It was all true enough, and good to keep in mind; but even when Oscar spoke of greater men than himself, he took the same attitude: his self-esteem was extraordinary. He did not compare his work with that of others; was not anxious to find his true place, as even Shakespeare was. From the beginning, from youth on, he was convinced that he was a great man and going to do great things. Many of us have the same belief and are just as persuaded, but the belief is not ever present with us as it was with Oscar, moulding all his actions. For instance, I remarked once that his handwriting was unforgettable and char
acteristic. “I worked at it,” he said, “as a boy; I wanted a distinctive handwriting; it had to be clear and beautiful and peculiar to me. At length I got it but it took time and patience. I always wanted everything about me to be distinctive,” he added, smiling.

He was proud of his physical appearance, inordinately pleased with his great height, vain of it even. “Height gives distinction,” he declared, and once even went so far as to say, “One can’t picture Napoleon as small; one thinks only of his magnificent head and forgets the little podgy figure; it must have been a great nuisance to him: small men have no dignity.”

All this utterly unconscious of the fact that most tall men have no ever present-sense of their height as an advantage. Yet on the whole one agrees with Montaigne that height is the chief beauty of a man: it gives presence.

Oscar never learned anything from criticism; he had a good deal of personal dignity in spite of his amiability, and when one found fault with his work, he would smile vaguely or change the subject as if it didn’t interest him.

Again and again I played on his self-esteem to get him to write; but always met the same answer.

“Oh, Frank, it’s impossible, impossible for me to work under these disgraceful conditions.”

 

“But you can have better conditions now and lots of money if you’ll begin to work.”

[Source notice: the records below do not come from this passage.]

#![no_main]

use libfuzzer_sys::fuzz_target;

use multilink::link::Link;
use multilink::sync::{
    Replicated, SmallVec, SYNC_STREAM_ID, SyncClass, Synced, SyncedMember, SynchronizerClient,
    smallvec,
};
use multilink::transport::MockTransport;

struct Target {
    a: Synced<u32>,
    b: Synced<String>,
    c: Synced<i64>,
}

impl Replicated for Target {
    fn object_type_id(&self) -> u32 {
        1
    }

    fn members(&mut self) -> SmallVec<[&mut dyn SyncedMember; 8]> {
        smallvec![&mut self.a, &mut self.b, &mut self.c]
    }
}

fuzz_target!(|data: &[u8]| {
    // Deliver arbitrary frames on the synchronization stream: the replica
    // must log-and-skip garbage without panicking.
    let (raw, wrapped) = MockTransport::pair();
    let feeder = Link::new(raw);
    let link = Link::new(wrapped);

    let mut client = SynchronizerClient::new();
    client.set_lifetime_managers(
        1,
        || {
            Box::new(Target {
                a: Synced::new(SyncClass::Static, 0),
                b: Synced::new(SyncClass::Dynamic, String::new()),
                c: Synced::new(SyncClass::Stream, 0),
            })
        },
        |_object| {},
    );
    client.add_server(&link);

    for chunk in data.chunks(1024) {
        let mut frame = multilink::Message::new();
        frame.append(chunk);
        feeder.send_message_on(SYNC_STREAM_ID, &frame);
        client.update();
    }
});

He shook his head despairingly. Again and again I tried, but failed to move him, even when I dangled money before him. I didn’t then know that he was receiving regularly more than £300 a year. I thought he was completely destitute, dependent on such casual help as friends could give him. I have a letter from him about this time asking me for even £5
as if he were in extremest need.

On one of my visits to Paris after discussing his position, I could not help saying to him:

“The only thing that will make you write, Oscar, is absolute, blank poverty. That’s the sharpest spur after all — necessity.”

“You don’t know me,” he replied sharply. “I would kill myself. I can endure to the end; but to be absolutely destitute would show me suicide as the open door.”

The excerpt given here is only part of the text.